(Saved entries)
//! Technology-side identity handles: technologies, primitive node
//! prototypes (with their fixed port lists) and arc prototypes.

use std::fmt;
use std::hash::{Hash, Hasher};
use std::sync::Arc;

use parking_lot::RwLock;

use crate::errors::{CircuitDbError, Result};

/// Technology handle (identity semantics)
#[derive(Clone)]
pub struct TechId(Arc<TechIdData>);

struct TechIdData {
    name: Arc<str>,
    tech_index: u32,
    primitives: RwLock<Vec<PrimitiveNodeId>>,
    arc_protos: RwLock<Vec<ArcProtoId>>,
}

impl TechId {
    pub(crate) fn new(name: &str, tech_index: u32) -> Self {
        Self(Arc::new(TechIdData {
            name: Arc::from(name),
            tech_index,
            primitives: RwLock::new(Vec::new()),
            arc_protos: RwLock::new(Vec::new()),
        }))
    }

    pub fn name(&self) -> &str {
        &self.0.name
    }

    /// Chronological index within the registry
    pub fn tech_index(&self) -> u32 {
        self.0.tech_index
    }

    /// Get or create the primitive prototype `name`.
    ///
    /// An existing prototype must have been declared with the same port names.
    pub fn get_or_create_primitive_node_id(&self, name: &str, ports: &[&str]) -> Result<PrimitiveNodeId> {
        if name.is_empty() {
            return Err(CircuitDbError::invalid_argument(format!(
                "primitive node name in technology {} must not be empty",
                self.name()
            )));
        }
        if ports.iter().any(|p| p.is_empty()) {
            return Err(CircuitDbError::invalid_argument(format!(
                "primitive {}:{} has an empty port name",
                self.name(),
                name
            )));
        }

        let mut primitives = self.0.primitives.write();
        if let Some(existing) = primitives.iter().find(|p| p.name() == name) {
            let same_ports = existing.0.port_names.len() == ports.len()
                && existing.0.port_names.iter().zip(ports).all(|(a, b)| &**a == *b);
            if !same_ports {
                return Err(CircuitDbError::invalid_argument(format!(
                    "primitive {}:{} redeclared with different ports",
                    self.name(),
                    name
                )));
            }
            return Ok(existing.clone());
        }

        let id = PrimitiveNodeId(Arc::new(PrimitiveNodeIdData {
            tech_index: self.tech_index(),
            chron_index: primitives.len() as u32,
            name: Arc::from(name),
            full_name: Arc::from(format!("{}:{}", self.name(), name)),
            port_names: ports.iter().map(|p| Arc::from(*p)).collect(),
        }));
        tracing::debug!("registered primitive {}", id.full_name());
        primitives.push(id.clone());
        Ok(id)
    }

    /// Get or create the arc prototype `name`
    pub fn get_or_create_arc_proto_id(&self, name: &str) -> Result<ArcProtoId> {
        if name.is_empty() {
            return Err(CircuitDbError::invalid_argument(format!(
                "arc prototype name in technology {} must not be empty",
                self.name()
            )));
        }

        let mut arcs = self.0.arc_protos.write();
        if let Some(existing) = arcs.iter().find(|a| a.name() == name) {
            return Ok(existing.clone());
        }
        let id = ArcProtoId(Arc::new(ArcProtoIdData {
            tech_index: self.tech_index(),
            chron_index: arcs.len() as u32,
            name: Arc::from(name),
            full_name: Arc::from(format!("{}:{}", self.name(), name)),
        }));
        arcs.push(id.clone());
        Ok(id)
    }

    pub fn find_primitive_node_id(&self, name: &str) -> Option<PrimitiveNodeId> {
        self.0.primitives.read().iter().find(|p| p.name() == name).cloned()
    }

    pub fn find_arc_proto_id(&self, name: &str) -> Option<ArcProtoId> {
        self.0.arc_protos.read().iter().find(|a| a.name() == name).cloned()
    }

    pub fn num_primitive_node_ids(&self) -> usize {
        self.0.primitives.read().len()
    }

    pub fn num_arc_proto_ids(&self) -> usize {
        self.0.arc_protos.read().len()
    }
}

impl PartialEq for TechId {
    fn eq(&self, other: &Self) -> bool {
        Arc::ptr_eq(&self.0, &other.0)
    }
}

impl Eq for TechId {}

impl Hash for TechId {
    fn hash<H: Hasher>(&self, state: &mut H) {
        self.0.tech_index.hash(state);
    }
}

impl fmt::Debug for TechId {
    fn fmt(&self, f: &mut fmt::Formatter<'_>) -> fmt::Result {
        write!(f, "TechId({})", self.name())
    }
}

/// Primitive node prototype handle
#[derive(Clone)]
pub struct PrimitiveNodeId(Arc<PrimitiveNodeIdData>);

struct PrimitiveNodeIdData {
    tech_index: u32,
    chron_index: u32,
    name: Arc<str>,
    full_name: Arc<str>,
    port_names: Vec<Arc<str>>,
}

impl PrimitiveNodeId {
    pub fn name(&self) -> &str {
        &self.0.name
    }

    /// `tech:name`
    pub fn full_name(&self) -> &str {
        &self.0.full_name
    }

    pub fn tech_index(&self) -> u32 {
        self.0.tech_index
    }

    pub fn chron_index(&self) -> u32 {
        self.0.chron_index
    }

    pub fn num_ports(&self) -> usize {
        self.0.port_names.len()
    }

    pub fn port(&self, chron_index: u32) -> Option<PrimitivePortId> {
        ((chron_index as usize) < self.num_ports()).then(|| PrimitivePortId {
            node: self.clone(),
            chron_index,
        })
    }

    pub fn find_port(&self, name: &str) -> Option<PrimitivePortId> {
        self.0
            .port_names
            .iter()
            .position(|p| &**p == name)
            .and_then(|i| self.port(i as u32))
    }

    pub fn ports(&self) -> impl Iterator<Item = PrimitivePortId> + '_ {
        (0..self.num_ports() as u32).filter_map(move |i| self.port(i))
    }
}

impl PartialEq for PrimitiveNodeId {
    fn eq(&self, other: &Self) -> bool {
        Arc::ptr_eq(&self.0, &other.0)
    }
}

impl Eq for PrimitiveNodeId {}

impl Hash for PrimitiveNodeId {
    fn hash<H: Hasher>(&self, state: &mut H) {
        (self.0.tech_index, self.0.chron_index).hash(state);
    }
}

impl fmt::Debug for PrimitiveNodeId {
    fn fmt(&self, f: &mut fmt::Formatter<'_>) -> fmt::Result {
        write!(f, "PrimitiveNodeId({})", self.full_name())
    }
}

/// Port of a primitive prototype: the prototype plus the port's position
/// in its declared port list
#[derive(Clone, PartialEq, Eq, Hash)]
pub struct PrimitivePortId {
    node: PrimitiveNodeId,
    chron_index: u32,
}

impl PrimitivePortId {
    pub fn node(&self) -> &PrimitiveNodeId {
        &self.node
    }

    pub fn chron_index(&self) -> u32 {
        self.chron_index
    }

    pub fn name(&self) -> &str {
        &self.node.0.port_names[self.chron_index as usize]
    }
}

impl fmt::Debug for PrimitivePortId {
    fn fmt(&self, f: &mut fmt::Formatter<'_>) -> fmt::Result {
        write!(f, "PrimitivePortId({}.{})", self.node.full_name(), self.name())
    }
}

/// Arc prototype handle
#[derive(Clone)]
pub struct ArcProtoId(Arc<ArcProtoIdData>);

struct ArcProtoIdData {
    tech_index: u32,
    chron_index: u32,
    name: Arc<str>,
    full_name: Arc<str>,
}

impl ArcProtoId {
    pub fn name(&self) -> &str {
        &self.0.name
    }

    pub fn full_name(&self) -> &str {
        &self.0.full_name
    }

    pub fn tech_index(&self) -> u32 {
        self.0.tech_index
    }

    pub fn chron_index(&self) -> u32 {
        self.0.chron_index
    }
}

impl PartialEq for ArcProtoId {
    fn eq(&self, other: &Self) -> bool {
        Arc::ptr_eq(&self.0, &other.0)
    }
}

impl Eq for ArcProtoId {}

impl Hash for ArcProtoId {
    fn hash<H: Hasher>(&self, state: &mut H) {
        (self.0.tech_index, self.0.chron_index).hash(state);
    }
}

impl fmt::Debug for ArcProtoId {
    fn fmt(&self, f: &mut fmt::Formatter<'_>) -> fmt::Result {
        write!(f, "ArcProtoId({})", self.full_name())
    }
}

■ EXERCISE DETAILS: Copy each line in the data that holds the word "struct".

■ COMPLETED EXERCISE:
pub struct TechId(Arc<TechIdData>);
struct TechIdData {
pub struct PrimitiveNodeId(Arc<PrimitiveNodeIdData>);
struct PrimitiveNodeIdData {
pub struct PrimitivePortId {
pub struct ArcProtoId(Arc<ArcProtoIdData>);
struct ArcProtoIdData {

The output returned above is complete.